Original Clear Criminal Record Certificate from the country of origin or residence, if the applicant resides in a country other than the country of origin, with a duly certified official translation in Greek or English ONLY for the 1st Permithttp://www.moi.gov.cy/moi/crmd/crmd.nsf … 2C00382AD7

Peter Ty

As I understand it, you do need to get the ACRO certificate apostilled, but it's a fairly straightforward process. You don't have to use a notary public or any other third party, you can get it done officially by the FCDO, see:

https://www.gov.uk/get-document-legalised

Neptune3


    As I understand it, you do need to get the ACRO certificate apostilled, but it's a fairly straightforward process. You don't have to use a notary public or any other third party, you can get it done officially by the FCDO, see:
https://www.gov.uk/get-document-legalised
   

    -@Peter TyMy ACRO certificate has a sort of hologram thing like on a UK passport.

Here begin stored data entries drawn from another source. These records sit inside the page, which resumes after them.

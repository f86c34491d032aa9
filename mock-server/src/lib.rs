//! In-memory imitation of the CrossEngage API.
//!
//! Covers the endpoints the client talks to, with the same status codes and
//! envelopes: `202` plus `trackingId` for version 2 calls, per-user
//! `updated`/`deleted` sections for batches, field-level `errors` lists for
//! validation failures. The user id `crash` makes `GET /users/{id}` fail with
//! a plain-text `500`.

use std::collections::{BTreeSet, HashMap};
use std::sync::Arc;

use axum::{
    extract::{Path, Query, Request, State},
    http::{HeaderMap, StatusCode},
    middleware::{self, Next},
    response::{IntoResponse, Response},
    routing::{delete, get, post, put},
    Json, Router,
};
use serde::{Deserialize, Serialize};
use serde_json::{json, Map, Value};
use tokio::{net::TcpListener, sync::RwLock};
use tracing::debug;
use uuid::Uuid;

pub const AUTH_HEADER: &str = "x-xng-authtoken";
pub const API_VERSION_HEADER: &str = "x-xng-apiversion";

/// User id that makes `GET /users/{id}` answer `500`.
pub const CRASH_USER_ID: &str = "crash";

#[derive(Clone, Debug, Serialize, Deserialize)]
#[serde(rename_all = "camelCase")]
pub struct Attribute {
    pub id: u64,
    pub name: String,
    pub attribute_type: String,
    #[serde(skip_serializing_if = "Option::is_none")]
    pub nested_type: Option<String>,
    #[serde(skip_serializing_if = "Option::is_none")]
    pub parent_name: Option<String>,
}

#[derive(Deserialize)]
#[serde(rename_all = "camelCase")]
pub struct NewAttribute {
    pub name: String,
    pub attribute_type: String,
    pub nested_type: Option<String>,
    pub parent_name: Option<String>,
}

#[derive(Clone, Debug, Serialize)]
pub struct Task {
    pub stage: &'static str,
    pub total: usize,
    pub success: usize,
    pub error: usize,
}

#[derive(Deserialize)]
pub struct Batch {
    #[serde(default)]
    pub updated: Vec<Value>,
    #[serde(default)]
    pub deleted: Vec<Value>,
}

#[derive(Deserialize)]
#[serde(rename_all = "camelCase")]
pub struct Events {
    pub events: Vec<Value>,
    pub email: Option<String>,
    pub id: Option<String>,
    pub business_unit: Option<String>,
}

#[derive(Deserialize)]
pub struct Page {
    #[serde(default)]
    pub offset: usize,
    #[serde(default = "default_limit")]
    pub limit: usize,
}

fn default_limit() -> usize {
    10
}

#[derive(Deserialize)]
#[serde(rename_all = "camelCase")]
pub struct ChannelQuery {
    pub channel_type: Option<String>,
}

#[derive(Deserialize)]
#[serde(rename_all = "camelCase")]
pub struct OptOut {
    pub opt_out: bool,
}

#[derive(Default)]
pub struct Store {
    users: HashMap<String, Map<String, Value>>,
    attributes: Vec<Attribute>,
    next_attribute_id: u64,
    tasks: HashMap<String, Task>,
    opt_outs: HashMap<String, BTreeSet<String>>,
}

pub type Db = Arc<RwLock<Store>>;

pub fn app() -> Router {
    let db: Db = Arc::new(RwLock::new(Store::default()));
    Router::new()
        .route("/users", put(update_user_async))
        .route("/users/batch", post(batch))
        .route("/users/track/{tracking_id}", get(track_task))
        .route("/users/xngId/{xng_id}", delete(delete_user_by_xng_id))
        .route("/users/attributes", get(list_attributes).post(create_attribute))
        .route("/users/attributes/{id}", delete(delete_attribute))
        .route("/users/{id}", get(get_user).put(update_user).delete(delete_user))
        .route("/users/{id}/optout-status", get(get_opt_out).put(update_opt_out))
        .route("/events", post(send_events))
        .layer(middleware::from_fn(require_token))
        .with_state(db)
}

pub async fn run(listener: TcpListener) -> Result<(), std::io::Error> {
    axum::serve(listener, app()).await
}

async fn require_token(request: Request, next: Next) -> Response {
    if request.headers().contains_key(AUTH_HEADER) {
        return next.run(request).await;
    }
    rejection(
        StatusCode::UNAUTHORIZED,
        vec![field_error("X-XNG-AuthToken", "MISSING")],
    )
}

fn is_v2(headers: &HeaderMap) -> bool {
    headers
        .get(API_VERSION_HEADER)
        .and_then(|value| value.to_str().ok())
        == Some("2")
}

fn field_error(field: &str, kind: &str) -> Value {
    json!({ "field": field, "type": kind })
}

fn rejection(status: StatusCode, errors: Vec<Value>) -> Response {
    (status, Json(json!({ "success": false, "errors": errors }))).into_response()
}

fn accepted(tracking_id: String) -> Response {
    (StatusCode::ACCEPTED, Json(json!({ "trackingId": tracking_id }))).into_response()
}

fn validate_user(user: &Map<String, Value>) -> Vec<Value> {
    let mut errors = Vec::new();
    match user.get("id").and_then(Value::as_str) {
        Some(id) if !id.is_empty() => {}
        _ => errors.push(field_error("id", "NOT_NULL")),
    }
    if let Some(email) = user.get("email") {
        if !email.as_str().is_some_and(|email| email.contains('@')) {
            errors.push(field_error("email", "WRONG_FORMAT"));
        }
    }
    errors
}

impl Store {
    /// Insert or merge a valid user, returning its `xngId`.
    fn upsert(&mut self, mut user: Map<String, Value>) -> String {
        let id = user
            .get("id")
            .and_then(Value::as_str)
            .unwrap_or_default()
            .to_string();
        let xng_id = self
            .users
            .get(&id)
            .and_then(|existing| existing.get("xngId"))
            .and_then(Value::as_str)
            .map(str::to_string)
            .unwrap_or_else(|| Uuid::new_v4().to_string());
        user.insert("xngId".to_string(), Value::String(xng_id.clone()));
        match self.users.get_mut(&id) {
            Some(existing) => existing.extend(user),
            None => {
                self.users.insert(id, user);
            }
        }
        xng_id
    }

    fn record_task(&mut self, total: usize, success: usize) -> String {
        let tracking_id = Uuid::new_v4().to_string();
        self.tasks.insert(
            tracking_id.clone(),
            Task {
                stage: "PROCESSED",
                total,
                success,
                error: total - success,
            },
        );
        debug!(%tracking_id, total, success, "task recorded");
        tracking_id
    }

    /// Apply one batch entry, returning its per-user report.
    fn apply_update(&mut self, user: Value) -> Value {
        let Value::Object(user) = user else {
            return json!({ "success": false, "errors": [field_error("id", "NOT_NULL")] });
        };
        let id = user.get("id").cloned().unwrap_or(Value::Null);
        let errors = validate_user(&user);
        if !errors.is_empty() {
            return json!({ "id": id, "success": false, "errors": errors });
        }
        let xng_id = self.upsert(user);
        json!({ "id": id, "xngId": xng_id, "success": true })
    }

    fn apply_delete(&mut self, user: Value) -> Value {
        let id = user.get("id").and_then(Value::as_str).unwrap_or_default();
        match self.users.remove(id) {
            Some(removed) => {
                json!({ "id": id, "xngId": removed.get("xngId"), "success": true })
            }
            None => json!({
                "id": id,
                "success": false,
                "errors": [field_error("id", "NOT_FOUND")]
            }),
        }
    }
}

async fn get_user(State(db): State<Db>, Path(id): Path<String>) -> Response {
    if id == CRASH_USER_ID {
        return (StatusCode::INTERNAL_SERVER_ERROR, "internal server error").into_response();
    }
    let store = db.read().await;
    match store.users.get(&id) {
        Some(user) => Json(user.clone()).into_response(),
        None => rejection(StatusCode::NOT_FOUND, vec![field_error("id", "NOT_FOUND")]),
    }
}

async fn update_user(
    State(db): State<Db>,
    Path(id): Path<String>,
    Json(mut user): Json<Map<String, Value>>,
) -> Response {
    user.insert("id".to_string(), Value::String(id.clone()));
    let errors = validate_user(&user);
    if !errors.is_empty() {
        return rejection(StatusCode::BAD_REQUEST, errors);
    }
    let xng_id = db.write().await.upsert(user);
    Json(json!({ "id": id, "xngId": xng_id, "success": true })).into_response()
}

async fn update_user_async(State(db): State<Db>, Json(user): Json<Map<String, Value>>) -> Response {
    let errors = validate_user(&user);
    if !errors.is_empty() {
        return rejection(StatusCode::BAD_REQUEST, errors);
    }
    let mut store = db.write().await;
    store.upsert(user);
    accepted(store.record_task(1, 1))
}

async fn delete_user(State(db): State<Db>, Path(id): Path<String>, headers: HeaderMap) -> Response {
    let mut store = db.write().await;
    let removed = store.users.remove(&id).is_some();
    if is_v2(&headers) {
        return accepted(store.record_task(1, usize::from(removed)));
    }
    if removed {
        StatusCode::NO_CONTENT.into_response()
    } else {
        rejection(StatusCode::NOT_FOUND, vec![field_error("id", "NOT_FOUND")])
    }
}

async fn delete_user_by_xng_id(State(db): State<Db>, Path(xng_id): Path<String>) -> Response {
    let mut store = db.write().await;
    let id = store
        .users
        .iter()
        .find(|(_, user)| user.get("xngId").and_then(Value::as_str) == Some(xng_id.as_str()))
        .map(|(id, _)| id.clone());
    match id {
        Some(id) => {
            store.users.remove(&id);
            StatusCode::NO_CONTENT.into_response()
        }
        None => rejection(StatusCode::NOT_FOUND, vec![field_error("xngId", "NOT_FOUND")]),
    }
}

async fn batch(State(db): State<Db>, headers: HeaderMap, Json(batch): Json<Batch>) -> Response {
    let mut store = db.write().await;
    let updated: Vec<Value> = batch
        .updated
        .into_iter()
        .map(|user| store.apply_update(user))
        .collect();
    let deleted: Vec<Value> = batch
        .deleted
        .into_iter()
        .map(|user| store.apply_delete(user))
        .collect();

    let total = updated.len() + deleted.len();
    let succeeded = updated
        .iter()
        .chain(deleted.iter())
        .filter(|report| report["success"] == true)
        .count();

    if is_v2(&headers) {
        return accepted(store.record_task(total, succeeded));
    }
    let status = if succeeded == total {
        StatusCode::OK
    } else {
        StatusCode::BAD_REQUEST
    };
    (status, Json(json!({ "updated": updated, "deleted": deleted }))).into_response()
}

async fn track_task(State(db): State<Db>, Path(tracking_id): Path<String>) -> Response {
    let store = db.read().await;
    match store.tasks.get(&tracking_id) {
        Some(task) => Json(task.clone()).into_response(),
        None => rejection(
            StatusCode::NOT_FOUND,
            vec![field_error("trackingId", "NOT_FOUND")],
        ),
    }
}

async fn create_attribute(State(db): State<Db>, Json(input): Json<NewAttribute>) -> Response {
    let mut store = db.write().await;
    if store.attributes.iter().any(|a| a.name == input.name) {
        return rejection(StatusCode::CONFLICT, vec![field_error("name", "DUPLICATE")]);
    }
    store.next_attribute_id += 1;
    let attribute = Attribute {
        id: store.next_attribute_id,
        name: input.name,
        attribute_type: input.attribute_type,
        nested_type: input.nested_type,
        parent_name: input.parent_name,
    };
    store.attributes.push(attribute.clone());
    (
        StatusCode::CREATED,
        Json(json!({
            "id": attribute.id,
            "name": attribute.name,
            "attributeType": attribute.attribute_type,
            "success": true
        })),
    )
        .into_response()
}

async fn list_attributes(State(db): State<Db>, Query(page): Query<Page>) -> Json<Value> {
    let store = db.read().await;
    let attributes: Vec<&Attribute> = store
        .attributes
        .iter()
        .skip(page.offset)
        .take(page.limit)
        .collect();
    Json(json!({ "attributes": attributes, "total": store.attributes.len() }))
}

async fn delete_attribute(State(db): State<Db>, Path(id): Path<u64>) -> Response {
    let mut store = db.write().await;
    let before = store.attributes.len();
    store.attributes.retain(|a| a.id != id);
    if store.attributes.len() < before {
        StatusCode::NO_CONTENT.into_response()
    } else {
        rejection(StatusCode::NOT_FOUND, vec![field_error("id", "NOT_FOUND")])
    }
}

async fn send_events(Json(input): Json<Events>) -> Response {
    if input.email.is_none() && input.id.is_none() {
        return rejection(StatusCode::BAD_REQUEST, vec![field_error("id", "NOT_NULL")]);
    }
    debug!(
        events = input.events.len(),
        business_unit = input.business_unit.as_deref().unwrap_or("-"),
        "events received"
    );
    Json(json!({ "success": true })).into_response()
}

async fn get_opt_out(State(db): State<Db>, Path(id): Path<String>) -> Json<Value> {
    let store = db.read().await;
    let opted_out = store.opt_outs.get(&id).is_some_and(|channels| !channels.is_empty());
    Json(json!({ "optOut": opted_out }))
}

async fn update_opt_out(
    State(db): State<Db>,
    Path(id): Path<String>,
    Query(query): Query<ChannelQuery>,
    Json(input): Json<OptOut>,
) -> Response {
    let Some(channel) = query.channel_type else {
        return rejection(
            StatusCode::BAD_REQUEST,
            vec![field_error("channelType", "NOT_NULL")],
        );
    };
    let mut store = db.write().await;
    let channels = store.opt_outs.entry(id).or_default();
    if input.opt_out {
        channels.insert(channel);
    } else {
        channels.remove(&channel);
    }
    Json(json!({ "optOut": input.opt_out })).into_response()
}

Also it is printed on unique paper so it is almost impossible to forge. So I don't understand why it should need to be Apostilled given its unique metrics. The list from the immigration office does not say it needs any document to be Apostilled. Is the immigration office a bit erratic in its documents list?

JimJ

"Unique metrics" are neither here nor there: an apostille is basically an official warranty from the authorities of the relevant country that the document is genuine.  There's no other way for the receiving country to ascertain that the document being presented isn't a fake, however impressive it may appear...

Peter Ty

@Neptune3 All I can say is that I've been told  that all government documents (ACRO certificate, birth certificate, marriage certificate, etc.) need to be apostilled, no matter how "official" they look; but yes, the immigration offices are inconsistent: I've heard of people who turned up at the appointment with all the documents that they had been told were required, only to be told by the official on duty that day that they also required something else which had never been mentioned before!